What do the lines say from the start of the entries through the one containing "pub fn init_metrics()"? Repeat them exactly.

↓↓↓

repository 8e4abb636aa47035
use axum::{
    Router,
    extract::{MatchedPath, Request},
    middleware::Next,
    response::Response,
    routing::get,
};
use metrics::{counter, gauge, histogram};
use metrics_exporter_prometheus::{Matcher, PrometheusBuilder, PrometheusHandle};
use std::sync::OnceLock;
use std::time::{Duration, Instant};

static METRICS_ENABLED: OnceLock<bool> = OnceLock::new();

fn parse_enabled(raw: Option<&str>) -> bool {
    raw.map(|v| {
        let v = v.trim();
        !(v.eq_ignore_ascii_case("false") || v == "0")
    })
    .unwrap_or(true)
}

/// Check if metrics are enabled via METRICS_ENABLED env var (default: on)
pub fn is_metrics_enabled() -> bool {
    *METRICS_ENABLED.get_or_init(|| parse_enabled(std::env::var("METRICS_ENABLED").ok().as_deref()))
}

/// Install the Prometheus recorder and spawn its upkeep task.
/// Returns `None` when metrics are disabled.
pub fn init_metrics() -> anyhow::Result<Option<PrometheusHandle>> {
    if !is_metrics_enabled() {
        return Ok(None);
    }

    let handle = PrometheusBuilder::new()
        .set_buckets_for_metric(
            Matcher::Full("http_request_duration_seconds".to_string()),
            &[
                0.001, 0.005, 0.01, 0.025, 0.05, 0.1, 0.25, 0.5, 1.0, 2.5, 5.0,
            ],
        )?
        .install_recorder()?;

    let upkeep_handle = handle.clone();
    tokio::spawn(async move {
        loop {
            tokio::time::sleep(Duration::from_secs(5)).await;
            upkeep_handle.run_upkeep();
        }
    });

    Ok(Some(handle))
}

/// Label for the `path` dimension. Requests no route matched share one
/// label so arbitrary URLs cannot create new series.
fn path_label(req: &Request) -> String {
    req.extensions()
        .get::<MatchedPath>()
        .map(|p| p.as_str().to_owned())
        .unwrap_or_else(|| UNMATCHED_PATH.to_owned())
}

const UNMATCHED_PATH: &str = "unmatched";

pub async fn metrics_middleware(req: Request, next: Next) -> Response {
    if !is_metrics_enabled() {
        return next.run(req).await;
    }

    let start = Instant::now();
    let method = req.method().as_str().to_owned();
    let path = path_label(&req);

    gauge!("http_requests_active").increment(1.0);

    let response = next.run(req).await;

    let latency = start.elapsed().as_secs_f64();
    let status = response.status().as_u16().to_string();

    counter!("http_requests_total", "method" => method.clone(), "path" => path.clone(), "status" => status).increment(1);
    histogram!("http_request_duration_seconds", "method" => method, "path" => path).record(latency);

    gauge!("http_requests_active").decrement(1.0);

    response
}

/// Router serving the Prometheus scrape endpoint
pub fn metrics_app(handle: PrometheusHandle) -> Router {
    Router::new().route("/metrics", get(move || async move { handle.render() }))
}

// Authentication metrics

pub fn track_login_success() {
    if !is_metrics_enabled() {
        return;
    }
    counter!("auth_login_success_total").increment(1);
}

pub fn track_login_failure(reason: &'static str) {
    if !is_metrics_enabled() {
        return;
    }
    counter!("auth_login_failure_total", "reason" => reason).increment(1);
}

pub fn track_token_issued(token_type: &'static str) {
    if !is_metrics_enabled() {
        return;
    }
    counter!("auth_tokens_issued_total", "type" => token_type).increment(1);
}

pub fn track_token_rejected(reason: &'static str) {
    if !is_metrics_enabled() {
        return;
    }
    counter!("auth_token_rejected_total", "reason" => reason).increment(1);
}
//! Feature modules. Each has a `controller.rs` with the HTTP handlers and a
//! `router.rs` wiring them; request bodies live in `model.rs`.

pub mod auth;
pub mod users;

pub use self::auth::model::LoginRequest;
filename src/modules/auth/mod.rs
pub mod controller;
pub mod model;
pub mod router;
use axum::Json;
use axum::extract::State;
use axum::http::HeaderMap;
use tokengate_auth::{AccessToken, PublicUser, TokenPair, TokenType};
use tokengate_core::AppError;
use tracing::instrument;

use super::model::{LoginRequest, TestTokenRequest};
use crate::metrics::{track_login_failure, track_login_success, track_token_issued};
use crate::middleware::auth::{CurrentUser, bearer_token, reject};
use crate::state::AppState;
use crate::validator::ValidatedJson;

/// Exchange an identifier and password for an access/refresh token pair
#[instrument(skip_all)]
pub async fn login_access_token(
    State(state): State<AppState>,
    ValidatedJson(dto): ValidatedJson<LoginRequest>,
) -> Result<Json<TokenPair>, AppError> {
    match state.auth.login(&dto.identifier, &dto.password).await {
        Ok(pair) => {
            track_login_success();
            track_token_issued(TokenType::Access.as_str());
            track_token_issued(TokenType::Refresh.as_str());
            Ok(Json(pair))
        }
        Err(err) => {
            track_login_failure(err.reason());
            Err(err.into())
        }
    }
}

/// Exchange a bearer refresh token for a new access token
#[instrument(skip_all)]
pub async fn refresh_token(
    State(state): State<AppState>,
    headers: HeaderMap,
) -> Result<Json<AccessToken>, AppError> {
    let token = bearer_token(&headers).map_err(reject)?;
    let access = state.auth.refresh(token).await.map_err(reject)?;

    track_token_issued(TokenType::Access.as_str());
    Ok(Json(access))
}

/// Echo the caller's identity for a valid access token
pub async fn test_token(
    CurrentUser(identity): CurrentUser,
    ValidatedJson(_dto): ValidatedJson<TestTokenRequest>,
) -> Json<PublicUser> {
    Json(identity.user)
}
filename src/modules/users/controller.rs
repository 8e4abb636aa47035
use axum::Json;
use tokengate_auth::PublicUser;

use crate::middleware::auth::CurrentUser;

/// The authenticated caller's public record
pub async fn read_me(CurrentUser(identity): CurrentUser) -> Json<PublicUser> {
    Json(identity.user)
}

↑↑↑

• Your solution
repository 8e4abb636aa47035
use axum::{
    Router,
    extract::{MatchedPath, Request},
    middleware::Next,
    response::Response,
    routing::get,
};
use metrics::{counter, gauge, histogram};
use metrics_exporter_prometheus::{Matcher, PrometheusBuilder, PrometheusHandle};
use std::sync::OnceLock;
use std::time::{Duration, Instant};

static METRICS_ENABLED: OnceLock<bool> = OnceLock::new();

fn parse_enabled(raw: Option<&str>) -> bool {
    raw.map(|v| {
        let v = v.trim();
        !(v.eq_ignore_ascii_case("false") || v == "0")
    })
    .unwrap_or(true)
}

/// Check if metrics are enabled via METRICS_ENABLED env var (default: on)
pub fn is_metrics_enabled() -> bool {
    *METRICS_ENABLED.get_or_init(|| parse_enabled(std::env::var("METRICS_ENABLED").ok().as_deref()))
}

/// Install the Prometheus recorder and spawn its upkeep task.
/// Returns `None` when metrics are disabled.
pub fn init_metrics() -> anyhow::Result<Option<PrometheusHandle>> {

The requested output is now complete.